Fake giveaway scams are a persistent category of online fraud in which criminals create fraudulent social media accounts or advertisements impersonating celebrities, brands, or public figures and promise prizes to users who pay a fee, provide personal information, or click on phishing links. The FTC has been tracking and reporting on celebrity impersonation and fake prize scams since at least 2018, and the pattern has grown more sophisticated with the incorporation of AI-generated deepfake images and videos.

Documented cases include Taylor Swift deepfake advertisements in 2024 promoting a fraudulent Le Creuset cookware giveaway; Bill Gates livestream impersonations on hijacked YouTube channels promising cryptocurrency giveaways (2020); and systematic campaigns impersonating Elon Musk, Richard Branson, Oprah Winfrey, and many others. The pattern typically involves creating artificial urgency, requesting cryptocurrency payments or personal financial information, and using social proof through fake comments from bot accounts.

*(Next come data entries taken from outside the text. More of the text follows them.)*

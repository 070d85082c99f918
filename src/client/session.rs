use std::io::{BufRead, BufReader, ErrorKind, Write};
use std::net::{SocketAddr, TcpStream, ToSocketAddrs};
use std::time::{Duration, Instant};

use log::trace;
use thiserror::Error;

use crate::protocol::codec::FRAME_DELIMITER;

pub const DEFAULT_REPLY_LIMIT: u64 = 64 * 1024 * 1024;

#[derive(Debug, Error)]
pub enum TransportError {
    #[error("can't resolve {endpoint}: {source}")]
    Resolve {
        endpoint: String,
        #[source]
        source: std::io::Error,
    },
    #[error("no addresses found for {0}")]
    Unresolvable(String),
    #[error("connection refused by {0}")]
    Refused(SocketAddr),
    #[error("connect to {0} timed out")]
    ConnectTimeout(SocketAddr),
    #[error("timed out sending request")]
    WriteTimeout,
    #[error("timed out waiting for reply")]
    ReadTimeout,
    #[error("empty response from server")]
    EmptyReply,
    #[error("reply exceeds {0} bytes without a frame delimiter")]
    ReplyTooLarge(u64),
    #[error("I/O error: {0}")]
    Io(#[from] std::io::Error),
}

#[derive(Copy, Clone, Debug, PartialEq, Eq)]
pub enum SessionState {
    Idle,
    Connecting,
    Sending,
    AwaitingReply,
    ClosedSuccess,
    ClosedFailure,
}

/// One request/reply exchange over a dedicated TCP connection.
///
/// The connection lives only inside [`Session::execute`] and is closed before
/// it returns, whatever the result.
pub struct Session {
    host: String,
    port: u16,
    timeout: Duration,
    reply_limit: u64,
    state: SessionState,
}

impl Session {
    pub fn new<H: Into<String>>(host: H, port: u16, timeout: Duration) -> Self {
        Session {
            host: host.into(),
            port,
            timeout,
            reply_limit: DEFAULT_REPLY_LIMIT,
            state: SessionState::Idle,
        }
    }

    #[must_use]
    pub fn with_reply_limit(mut self, reply_limit: u64) -> Self {
        self.reply_limit = reply_limit;
        self
    }

    pub fn state(&self) -> SessionState {
        self.state
    }

    pub fn endpoint(&self) -> String {
        format!("{}:{}", self.host, self.port)
    }

    /// Sends `frame` and returns the first reply line, delimiter included.
    ///
    /// Every step of the exchange shares a single `timeout` budget. Anything the peer
    /// sends after the first delimiter is discarded.
    pub fn execute(&mut self, frame: &[u8]) -> Result<Vec<u8>, TransportError> {
        let deadline = Instant::now() + self.timeout;
        let result = self.round_trip(frame, deadline);
        self.transition(match result {
            Ok(_) => SessionState::ClosedSuccess,
            Err(_) => SessionState::ClosedFailure,
        });
        result
    }

    fn round_trip(&mut self, frame: &[u8], deadline: Instant) -> Result<Vec<u8>, TransportError> {
        self.transition(SessionState::Connecting);
        let mut stream = self.connect(deadline)?;

        self.transition(SessionState::Sending);
        send(&mut stream, frame, deadline)?;

        self.transition(SessionState::AwaitingReply);
        read_line(&stream, deadline, self.reply_limit)
    }

    fn connect(&self, deadline: Instant) -> Result<TcpStream, TransportError> {
        let endpoint = self.endpoint();
        let addrs: Vec<SocketAddr> = (self.host.as_str(), self.port)
            .to_socket_addrs()
            .map_err(|source| TransportError::Resolve {
                endpoint: endpoint.clone(),
                source,
            })?
            .collect();

        let mut last_error = TransportError::Unresolvable(endpoint);
        for addr in addrs {
            let budget = remaining(deadline).ok_or(TransportError::ConnectTimeout(addr))?;
            trace!("Connecting to {} (budget {:?})", addr, budget);
            match TcpStream::connect_timeout(&addr, budget) {
                Ok(stream) => return Ok(stream),
                Err(e) if e.kind() == ErrorKind::ConnectionRefused => {
                    last_error = TransportError::Refused(addr);
                }
                Err(e) if is_timeout(&e) => {
                    last_error = TransportError::ConnectTimeout(addr);
                }
                Err(e) => {
                    last_error = TransportError::Io(e);
                }
            }
        }
        Err(last_error)
    }

    fn transition(&mut self, state: SessionState) {
        trace!("Session {}: {:?} -> {:?}", self.endpoint(), self.state, state);
        self.state = state;
    }
}

/// Runs a single exchange with a fresh [`Session`].
pub fn execute(
    host: &str,
    port: u16,
    frame: &[u8],
    timeout: Duration,
) -> Result<Vec<u8>, TransportError> {
    Session::new(host, port, timeout).execute(frame)
}

fn send(stream: &mut TcpStream, frame: &[u8], deadline: Instant) -> Result<(), TransportError> {
    stream.set_write_timeout(Some(
        remaining(deadline).ok_or(TransportError::WriteTimeout)?,
    ))?;
    stream
        .write_all(frame)
        .and_then(|_| stream.flush())
        .map_err(|e| {
            if is_timeout(&e) {
                TransportError::WriteTimeout
            } else {
                TransportError::Io(e)
            }
        })
}

fn read_line(stream: &TcpStream, deadline: Instant, limit: u64) -> Result<Vec<u8>, TransportError> {
    let mut reader = BufReader::new(stream);
    let mut line = Vec::new();
    loop {
        stream.set_read_timeout(Some(
            remaining(deadline).ok_or(TransportError::ReadTimeout)?,
        ))?;
        let (found, used) = {
            let available = match reader.fill_buf() {
                Ok(v) => v,
                Err(e) if e.kind() == ErrorKind::Interrupted => continue,
                Err(e) if is_timeout(&e) => return Err(TransportError::ReadTimeout),
                Err(e) => return Err(TransportError::Io(e)),
            };
            if available.is_empty() {
                // Peer closed the connection.
                break;
            }
            match available.iter().position(|b| *b == FRAME_DELIMITER) {
                Some(pos) => {
                    line.extend_from_slice(&available[..=pos]);
                    (true, pos + 1)
                }
                None => {
                    line.extend_from_slice(available);
                    (false, available.len())
                }
            }
        };
        reader.consume(used);
        if found {
            return Ok(line);
        }
        if line.len() as u64 > limit {
            return Err(TransportError::ReplyTooLarge(limit));
        }
    }
    if line.is_empty() {
        return Err(TransportError::EmptyReply);
    }
    Ok(line)
}

fn remaining(deadline: Instant) -> Option<Duration> {
    Some(deadline.saturating_duration_since(Instant::now())).filter(|left| !left.is_zero())
}

fn is_timeout(e: &std::io::Error) -> bool {
    matches!(e.kind(), ErrorKind::WouldBlock | ErrorKind::TimedOut)
}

The FTC's formal guidance establishes clear rules: real sweepstakes and giveaways are free, do not require payment to claim a prize, and do not request financial account information. Any giveaway requiring upfront payment or sensitive personal data is a scam by definition. Requests for gift cards, wire transfers, or cryptocurrency to claim prizes are universally cited as fraud indicators by both the FTC and FBI.

The Better Business Bureau, consumer protection agencies across the EU and UK, and the European Broadcasting Union have all issued formal warnings about the scale of this fraud type, particularly as AI tools lower the barrier for creating realistic celebrity impersonation content.

Common claims

  • A celebrity personally contacted me on social media with a real prize offer.Almost certainly false, celebrities do not personally contact fans through unverified accounts to offer prizes.
  • I need to pay a fee or tax to claim my giveaway winnings.False, this is a universal scam indicator; real prizes are always free to claim.
  • Verified accounts guarantee authenticity of giveaway offers.Misleading, verification systems have been compromised; always check official websites directly.
  • Deepfake videos of celebrities promoting giveaways may be authentic.False, AI-generated celebrity endorsements of giveaways are a documented fraud tactic.